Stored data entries
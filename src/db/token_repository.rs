use async_trait::async_trait;
use time::OffsetDateTime;
use uuid::Uuid;

use crate::models::account_token::{AccountToken, TokenPurpose};

/// Storage for emailed account tokens, keyed by digest.
#[async_trait]
pub trait TokenRepository: Send + Sync {
    /// Stores a new token, discarding any unused token the user already holds
    /// for the same purpose.
    async fn insert_token(
        &self,
        user_id: Uuid,
        purpose: TokenPurpose,
        token_hash: &str,
        expires_at: OffsetDateTime,
    ) -> Result<(), sqlx::Error>;

    async fn find_valid_token(
        &self,
        token_hash: &str,
        purpose: TokenPurpose,
        now: OffsetDateTime,
    ) -> Result<Option<AccountToken>, sqlx::Error>;

    /// Marks the token used and returns its owner. Returns `None` if the token
    /// is unknown, expired or already used.
    async fn consume_token(
        &self,
        token_hash: &str,
        purpose: TokenPurpose,
        now: OffsetDateTime,
    ) -> Result<Option<Uuid>, sqlx::Error>;

    /// Spends a password-reset token and stores the new password hash as one
    /// unit: either both happen or neither does. Returns the owner, or `None`
    /// when the token is not redeemable.
    async fn redeem_password_reset(
        &self,
        token_hash: &str,
        password_hash: &str,
        now: OffsetDateTime,
    ) -> Result<Option<Uuid>, sqlx::Error>;

    async fn delete_token(&self, token_hash: &str) -> Result<(), sqlx::Error>;

    async fn delete_expired(&self, now: OffsetDateTime) -> Result<u64, sqlx::Error>;
}
pub mod mailer;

• _DESCRIPTION OF THE TASK_: What lines of the preceding data include the string "Uuid"? Pull them out.

• _OUTPUT OF THE TASK_:
use uuid::Uuid;
        user_id: Uuid,
    ) -> Result<Option<Uuid>, sqlx::Error>;
    ) -> Result<Option<Uuid>, sqlx::Error>;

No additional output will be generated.